SOUTH AMERICAN BIOLOGICAL CONTROL AGENTS TO SUPPRESS INVASIVE PESTS IN THE U.S.
Title: Cytogenetic effect of Alternanthera philoxeroides (alligator weed) on Agasicles hygrophila (Coleoptera: Chrysomelidae) in its native range
| Telesnicki, Marta - |
| Sosa, Alejandro - |
| Greizerstein, Eduardo - |
| Julien, Mic - |
Submitted to: Biological Control
Publication Type: Peer Reviewed Journal
Publication Acceptance Date: February 4, 2011
Publication Date: April 1, 2011
Citation: Telesnicki, M.C., Sosa, A.J., Greizerstein, E., Julien, M. 2011. Cytogenetic effect of Alternanthera philoxeroides (alligator weed) on Agasicles hygrophila (Coleoptera: Chrysomelidae) in its native range. Biological Control. Vol(57)138-142.
Interpretive Summary: Genomes of living organisms are inside the cell in chromosomes. Sometimes the number of chromosomes can vary among and within a species. Plants in the same group or species can have different chromosome numbers and the species could be characterized according to this parameter. Several aspects of plant genetics and plant-insect interaction have been explored but what happens with insects in relation to plant-chromosome numbers is still largely unexplored. The amphibian plant alligator weed invaded aquatic and terrestrial habitats of USA, Australia and other countries. In Argentina, where it is native, a complex of hybrids (populations with different chromosome numbers) was identified, and on the basis of this information it is believed that the plant evolved gaining more sets of chromosomes throughout its history. Populations with 4 sets of about 16 chromosomes (total 66), called tetraploids, and 6 sets of about 16 chromosomes (total 100), called hexaploids, were found in Argentina.

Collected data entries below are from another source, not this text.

/// `date + days`, or `None` when the result leaves chrono's date range.
fn add_days(date: NaiveDate, days: i64) -> Option<NaiveDate> {
    date.checked_add_signed(Duration::try_days(days)?)
}

/// Parse human-readable due date input.
///
/// Supports:
/// - "today", "tomorrow", "yesterday"
/// - "monday".."sunday", "next monday", "this friday"
/// - "end of week", "end of month"
/// - "in 3d", "in 2w", "in 1m"
/// - "YYYY-MM-DD" format
pub fn parse_due_input(s: &str, today: NaiveDate, week_start: WeekStart) -> Option<NaiveDate> {
    let s = s.trim().to_lowercase();

    match s.as_str() {
        "today" => return Some(today),
        "tomorrow" => return today.succ_opt(),
        "yesterday" => return today.pred_opt(),
        "end of week" | "eow" => {
            return add_days(start_of_week(today, week_start), 6);
        }
        "end of month" | "eom" => {
            let (year, month) = if today.month() == 12 {
                (today.year() + 1, 1)
            } else {
                (today.year(), today.month() + 1)
            };
            let first_of_next = NaiveDate::from_ymd_opt(year, month, 1)?;
            return first_of_next.pred_opt();
        }
        _ => {}
    }

    if let Some(rest) = s.strip_prefix("in ") {
        let rest = rest.trim();
        let split = rest.char_indices().last().map_or(0, |(i, _)| i);
        let (num, unit) = rest.split_at(split);
        if let Ok(n) = num.trim().parse::<i64>() {
            // Approximate: 30 days per month
            let days = match unit {
                "d" => Some(n),
                "w" => n.checked_mul(7),
                "m" => n.checked_mul(30),
                _ => None,
            };
            if let Some(days) = days {
                return add_days(today, days);
            }
        }
    }

    let weekdays = [
        ("monday", 0), ("tuesday", 1), ("wednesday", 2), ("thursday", 3),
        ("friday", 4), ("saturday", 5), ("sunday", 6),
        ("mon", 0), ("tue", 1), ("wed", 2), ("thu", 3),
        ("fri", 4), ("sat", 5), ("sun", 6),
    ];
    let current = today.weekday().num_days_from_monday() as i64;
    for (day_name, target) in weekdays {
        let days_ahead = (target + 7 - current) % 7;
        if s == day_name || s == format!("this {day_name}") {
            return add_days(today, days_ahead);
        }
        if s == format!("next {day_name}") {
            let days = if days_ahead == 0 { 7 } else { days_ahead + 7 };
            return add_days(today, days);
        }
    }

    NaiveDate::parse_from_str(&s, "%Y-%m-%d").ok()
}

/// Format a due date relative to today ("today", "tomorrow", "in 3d", "2d late").
pub fn format_due_relative(due: NaiveDate, today: NaiveDate) -> String {
    let delta = (due - today).num_days();
    match delta {
        0 => "today".into(),
        1 => "tomorrow".into(),
        d if d > 1 => format!("in {d}d"),
        d => format!("{}d late", -d),
    }
}

/// Truncate a string to a maximum width, adding ellipsis if needed.
pub fn truncate(s: &str, width: usize) -> String {
    if s.chars().count() <= width {
        s.to_string()
    } else {
        let mut out = String::new();
        for (i, ch) in s.chars().enumerate() {
            if i + 1 >= width {
                out.push('…');
                break;
            }
            out.push(ch);
        }
        out
    }
}

#[cfg(test)]
mod tests {
    use super::*;

    fn d(y: i32, m: u32, day: u32) -> NaiveDate {
        NaiveDate::from_ymd_opt(y, m, day).unwrap()
    }

    #[test]
    fn test_normalise_tags() {
        let tags = split_and_normalise_tags(&["Deep Work, admin".into(), "admin,,urgent ".into()]);
        assert_eq!(tags, vec!["deep-work", "admin", "urgent"]);
    }

    #[test]
    fn test_start_of_week() {
        // 2024-06-12 is a Wednesday.
        assert_eq!(start_of_week(d(2024, 6, 12), WeekStart::Sunday), d(2024, 6, 9));
        assert_eq!(start_of_week(d(2024, 6, 12), WeekStart::Monday), d(2024, 6, 10));
        assert_eq!(start_of_week(d(2024, 6, 9), WeekStart::Sunday), d(2024, 6, 9));
        assert_eq!(start_of_week(d(2024, 6, 9), WeekStart::Monday), d(2024, 6, 3));
    }

    #[test]
    fn test_parse_due_input() {
        let today = d(2024, 6, 12);
        let ws = WeekStart::Sunday;
        assert_eq!(parse_due_input("today", today, ws), Some(today));
        assert_eq!(parse_due_input("Tomorrow", today, ws), Some(d(2024, 6, 13)));
        assert_eq!(parse_due_input("in 3d", today, ws), Some(d(2024, 6, 15)));
        assert_eq!(parse_due_input("in 2w", today, ws), Some(d(2024, 6, 26)));
        assert_eq!(parse_due_input("friday", today, ws), Some(d(2024, 6, 14)));
        assert_eq!(parse_due_input("wednesday", today, ws), Some(today));
        assert_eq!(parse_due_input("next wednesday", today, ws), Some(d(2024, 6, 19)));
        assert_eq!(parse_due_input("next friday", today, ws), Some(d(2024, 6, 21)));
        assert_eq!(parse_due_input("eow", today, ws), Some(d(2024, 6, 15)));
        assert_eq!(parse_due_input("eom", today, ws), Some(d(2024, 6, 30)));
        assert_eq!(parse_due_input("2024-12-31", today, ws), Some(d(2024, 12, 31)));
        assert_eq!(parse_due_input("someday", today, ws), None);
        assert_eq!(parse_due_input("in -2d", today, ws), Some(d(2024, 6, 10)));
        assert_eq!(parse_due_input("in 999999999d", today, ws), None);
        assert_eq!(parse_due_input("in 400000000000000000m", today, ws), None);
        assert_eq!(parse_due_input("in 9223372036854775807w", today, ws), None);
    }

    #[test]
    fn test_relative_input_at_the_edge_of_the_calendar() {
        let ws = WeekStart::Sunday;
        assert_eq!(parse_due_input("tomorrow", NaiveDate::MAX, ws), None);
        assert_eq!(parse_due_input("yesterday", NaiveDate::MIN, ws), None);
        assert_eq!(parse_due_input("in 1d", NaiveDate::MAX, ws), None);
    }

    #[test]
    fn test_unreadable_snapshot_is_moved_aside() {
        let dir = tempfile::tempdir().unwrap();
        let path = snapshot_path(dir.path(), STORAGE_NAMESPACE);
        fs::write(&path, "{broken").unwrap();

        let prefs: Preferences = load_snapshot(&path);
        assert_eq!(prefs, Preferences::default());
        assert!(!path.exists());

        let kept: Vec<_> = fs::read_dir(dir.path())
            .unwrap()
            .map(|e| e.unwrap().file_name().to_string_lossy().into_owned())
            .filter(|n| n.starts_with("zz-planner-storage.json.corrupt-"))
            .collect();
        assert_eq!(kept.len(), 1);
        assert_eq!(fs::read_to_string(dir.path().join(&kept[0])).unwrap(), "{broken");
    }

    #[test]
    fn test_end_of_month_december() {
        assert_eq!(
            parse_due_input("end of month", d(2024, 12, 3), WeekStart::Sunday),
            Some(d(2024, 12, 31))
        );
    }

    #[test]
    fn test_local_day_bounds() {
        let day = d(2024, 6, 12);
        assert_eq!(local_date(local_start_of_day(day)), day);
        assert_eq!(local_date(local_end_of_day(day)), day);
        assert!(local_end_of_day(day) > local_start_of_day(day));
    }

    #[test]
    fn test_format_due_relative() {
        let today = d(2024, 6, 12);
        assert_eq!(format_due_relative(today, today), "today");
        assert_eq!(format_due_relative(d(2024, 6, 13), today), "tomorrow");
        assert_eq!(format_due_relative(d(2024, 6, 16), today), "in 4d");
        assert_eq!(format_due_relative(d(2024, 6, 10), today), "2d late");
    }

    #[test]
    fn test_truncate() {
        assert_eq!(truncate("short", 10), "short");
        assert_eq!(truncate("a longer title", 6), "a lon…");
    }

    #[test]
    fn test_snapshot_roundtrip() {
        let dir = tempfile::tempdir().expect("tempdir");
        let path = snapshot_path(dir.path(), THEME_NAMESPACE);
        save_snapshot(&path, &Preferences { dark_mode: true }).unwrap();

        let raw: serde_json::Value =
            serde_json::from_str(&fs::read_to_string(&path).unwrap()).unwrap();
        assert_eq!(raw["version"], 1);
        assert_eq!(raw["state"]["darkMode"], true);

        let loaded: Preferences = load_snapshot(&path);
        assert!(loaded.dark_mode);
    }

    #[test]
    fn test_corrupt_snapshot_falls_back_to_default() {
        let dir = tempfile::tempdir().expect("tempdir");
        let path = snapshot_path(dir.path(), THEME_NAMESPACE);
        fs::write(&path, "{not json").unwrap();
        assert!(try_load_snapshot::<Preferences>(&path).is_err());
        assert_eq!(load_snapshot::<Preferences>(&path), Preferences::default());
    }

    #[test]
    fn test_version_mismatch_still_loads() {
        let dir = tempfile::tempdir().expect("tempdir");
        let path = snapshot_path(dir.path(), THEME_NAMESPACE);
        fs::write(&path, r#"{"state":{"darkMode":true},"version":7}"#).unwrap();
        assert!(load_snapshot::<Preferences>(&path).dark_mode);
    }

    #[test]
    fn test_default_database_has_lookup_tables() {
        let db = Database::default();
        assert!(db.tasks.is_empty());
        assert_eq!(db.categories.len(), 5);
        assert_eq!(db.team_members.len(), 3);
        assert!(db.status_named("Completed").is_some());
    }
}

A flea beetle was introduced, from this region, into several countries to control alligator weed, successfully in most of the situations. Several hypotheses tried to explain the failure to control the weed in some locations, from stem characteristics to abiotic factors such as temperature or humidity. The different chromosome numbers of alligator weed were never considered as a factor that could play a role on insect performance. In this work we evaluated the development and biology of this insect considering the genetic characteristics of alligator weed, in this case chromosome numbers, in relation to insect fecundity and survival. We found that this affected insect survival and fecundity, but no other characteristics such as insect life cycle length nor larval mortality, pupae mortality or female proportion. We concluded that the effect of the ploidy level (chromosome numbers) of alligator weed on its biological control seems negligible.

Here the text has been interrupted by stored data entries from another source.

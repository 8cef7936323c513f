//! Lookup records and enumerations used to categorise and order tasks.
//!
//! Categories, priorities and statuses are small user-editable tables. A task
//! embeds a full copy of the record it was assigned, so later edits to the
//! table do not rewrite existing tasks.

use clap::ValueEnum;
use serde::{Deserialize, Serialize};

/// Status name that marks a task as done.
pub const COMPLETED: &str = "Completed";

/// Status name a completed task falls back to when toggled.
pub const IN_PROGRESS: &str = "In Progress";

/// A user-defined task category.
#[derive(Debug, Clone, PartialEq, Eq, Serialize, Deserialize)]
pub struct Category {
    pub id: String,
    pub name: String,
    pub color: String,
    pub icon: String,
}

/// Priority classification; `level` runs 1 (lowest) to 5 (highest).
#[derive(Debug, Clone, PartialEq, Eq, Serialize, Deserialize)]
pub struct Priority {
    pub id: String,
    pub name: String,
    pub color: String,
    pub level: u8,
}

/// Workflow status record.
#[derive(Debug, Clone, PartialEq, Eq, Serialize, Deserialize)]
pub struct Status {
    pub id: String,
    pub name: String,
    pub color: String,
}

impl Status {
    pub fn is_completed(&self) -> bool {
        self.name == COMPLETED
    }
}

/// Fields for creating a category; the store assigns the id.
#[derive(Debug, Clone, Default)]
pub struct CategoryDraft {
    pub name: String,
    pub color: String,
    pub icon: String,
}

/// Partial update for a category.
#[derive(Debug, Clone, Default)]
pub struct CategoryPatch {
    pub name: Option<String>,
    pub color: Option<String>,
    pub icon: Option<String>,
}

/// Available sorting options for task lists.
#[derive(Debug, Clone, Copy, Default, PartialEq, Eq, Serialize, Deserialize, ValueEnum)]
#[serde(rename_all = "camelCase")]
pub enum SortKey {
    #[default]
    DueDate,
    CreatedAt,
    Priority,
    Title,
    Progress,
}

#[derive(Debug, Clone, Copy, Default, PartialEq, Eq, Serialize, Deserialize, ValueEnum)]
#[serde(rename_all = "lowercase")]
pub enum SortOrder {
    #[default]
    Asc,
    Desc,
}

/// Date-based quick filter held in the store's active filter settings.
#[derive(Debug, Clone, Copy, Default, PartialEq, Eq, Serialize, Deserialize, ValueEnum)]
#[serde(rename_all = "kebab-case")]
pub enum DateFilter {
    #[default]
    Any,
    Today,
    ThisWeek,
    Overdue,
}

fn category(id: &str, name: &str, color: &str, icon: &str) -> Category {
    Category {
        id: id.into(),
        name: name.into(),
        color: color.into(),
        icon: icon.into(),
    }
}

fn priority(id: &str, name: &str, color: &str, level: u8) -> Priority {
    Priority {
        id: id.into(),
        name: name.into(),
        color: color.into(),
        level,
    }
}

fn status(id: &str, name: &str, color: &str) -> Status {
    Status {
        id: id.into(),
        name: name.into(),
        color: color.into(),
    }
}

/// Built-in category table for a fresh store.
pub fn default_categories() -> Vec<Category> {
    vec![
        category("1", "Work", "#3B82F6", "briefcase"),
        category("2", "Personal", "#8B5CF6", "user"),
        category("3", "Health", "#10B981", "heart"),
        category("4", "Learning", "#F59E0B", "book"),
        category("5", "Finance", "#EF4444", "dollar-sign"),
    ]
}

/// Built-in priority table for a fresh store.
pub fn default_priorities() -> Vec<Priority> {
    vec![
        priority("1", "Very Low", "#6B7280", 1),
        priority("2", "Low", "#10B981", 2),
        priority("3", "Medium", "#F59E0B", 3),
        priority("4", "High", "#EF4444", 4),
        priority("5", "Critical", "#DC2626", 5),
    ]
}

/// Built-in status table for a fresh store.
pub fn default_statuses() -> Vec<Status> {
    vec![
        status("1", "Not Started", "#6B7280"),
        status("2", IN_PROGRESS, "#3B82F6"),
        status("3", "Review", "#F59E0B"),
        status("4", COMPLETED, "#10B981"),
        status("5", "Cancelled", "#EF4444"),
    ]
}

#[cfg(test)]
mod tests {
    use super::*;

    #[test]
    fn test_default_tables_have_unique_ids() {
        let ids: Vec<_> = default_categories().into_iter().map(|c| c.id).collect();
        let mut dedup = ids.clone();
        dedup.dedup();
        assert_eq!(ids, dedup);
        assert_eq!(default_priorities().len(), 5);
    }

    #[test]
    fn test_toggle_statuses_present_by_default() {
        let statuses = default_statuses();
        assert!(statuses.iter().any(|s| s.name == COMPLETED));
        assert!(statuses.iter().any(|s| s.name == IN_PROGRESS));
        assert!(statuses.iter().find(|s| s.id == "4").unwrap().is_completed());
    }

    #[test]
    fn test_priority_levels_ascend() {
        let levels: Vec<u8> = default_priorities().iter().map(|p| p.level).collect();
        assert_eq!(levels, vec![1, 2, 3, 4, 5]);
    }

    #[test]
    fn test_sort_key_serialises_camel_case() {
        assert_eq!(serde_json::to_string(&SortKey::DueDate).unwrap(), "\"dueDate\"");
        assert_eq!(serde_json::to_string(&DateFilter::ThisWeek).unwrap(), "\"this-week\"");
    }
}
//! # planner
//!
//! Command-line front end for the task planner library.
//!
//! ```bash
//! # Load the sample tasks on an empty store
//! planner init
//!
//! # Add a task
//! planner add "Book dentist" --category Health --priority High --due friday --tag errands
//!
//! # Search and sort
//! planner list --search report --sort priority
//!
//! # Dashboard, agenda and calendar
//! planner stats
//! planner agenda
//! planner calendar --month 2024-06
//! ```
//!
//! Data lives in `~/.planner/` (override with `--data-dir` or `PLANNER_DIR`).

use clap::Parser;
use tracing_subscriber::{fmt, prelude::*, EnvFilter};

use task_planner::config::{resolve_data_dir, Config};
use task_planner::prefs::PreferenceStore;
use task_planner::{Result, TaskStore};

mod cli;
mod cmd;

use cli::Cli;
use cmd::*;

fn main() {
    // Tracing is opt-in via RUST_LOG.
    let filter = std::env::var("RUST_LOG")
        .ok()
        .and_then(|raw| EnvFilter::try_new(raw.trim()).ok())
        .unwrap_or_else(|| EnvFilter::new("off"));
    tracing_subscriber::registry()
        .with(fmt::layer().with_writer(std::io::stderr))
        .with(filter)
        .init();

    let cli = Cli::parse();
    if let Err(e) = run(cli) {
        eprintln!("Error: {e}");
        std::process::exit(1);
    }
}

fn run(cli: Cli) -> Result<()> {
    if let Commands::Completions { shell } = cli.command {
        cmd_completions(shell);
        return Ok(());
    }

    let data_dir = resolve_data_dir(cli.data_dir)?;
    let config = Config::load_from_dir(&data_dir)?;

    if let Commands::DarkMode { value } = cli.command {
        let mut prefs = PreferenceStore::open(&data_dir);
        cmd_dark_mode(&mut prefs, value);
        return Ok(());
    }

    let mut store = TaskStore::open(&data_dir).with_week_start(config.week_start);
    if config.seed_sample_data && !matches!(cli.command, Commands::Init) {
        store.initialize_data();
    }

    match cli.command {
        Commands::Completions { .. } => unreachable!("completions handled above"),
        Commands::DarkMode { .. } => unreachable!("dark mode handled above"),
        Commands::Add(args) => cmd_add(&mut store, args),
        Commands::List(args) => cmd_list(&store, args),
        Commands::View { id } => cmd_view(&store, &id),
        Commands::Update(args) => cmd_update(&mut store, args),
        Commands::Toggle { id } => cmd_toggle(&mut store, &id),
        Commands::Delete { id } => cmd_delete(&mut store, &id),
        Commands::Stats { json } => cmd_stats(&store, json),
        Commands::Agenda => {
            cmd_agenda(&store);
            Ok(())
        }
        Commands::Calendar { month, active } => cmd_calendar(&store, month, active),
        Commands::Category { action } => cmd_category(&mut store, action),
        Commands::Team { action } => cmd_team(&mut store, action),
        Commands::Filters(args) => cmd_filters(&mut store, args),
        Commands::Init => cmd_init(&mut store, &data_dir),
    }
}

Plant polyploidy potentially affects plant-insect interactions; however, its effect on insect fitness remains largely unexplored. Alternanthera philoxeroides is a South American amphibious Amaranthaceae, which invades aquatic and terrestrial habitats. Different morphotypes and cytotypes were identified and further associated with a polyploid hybrids complex in Argentina, which is probably the centre of the origin and diversification of alligator weed. The current model of the hybrid complex formation proposes that diploid ancestors gave rise to allotetraploids and allohexaploids.
Agasicles hygrophila is a monophagous insect that successfully controls A. philoxeroides in regions with mild winters and where the weed grows in aquatic habitats. However, both the ploidy level and the genomic composition of the plants may constrain insect development and reproduction, providing an alternative explanation to the restricted success of biological control of alligator weed with A. hygrophila. We investigated the effect of plant ploidy of four cytotypes of A. philoxeroides on plant-insect interaction with A. hygrophila in the native range of the weed. The life cycle of the insect on each host population was studied. In addition, the genetic relationships among the weed populations were explored using dot blot analysis.
Plant ploidy level affected insect survival and fecundity, but no effect could be attributed to plant genomic composition. On the other hand, plant cytotype did not affect life cycle length nor third larval instar mortality, pupae mortality or female proportion. Plant internode diameter was not a restriction for insect pupation. All hexaploid populations of A. philoxeroides, as well as the close related A. aquatica, have the same affinity with the only tetraploid population considered. We conclude that the effect of the ploidy level of alligator weed on its biological control seems negligible.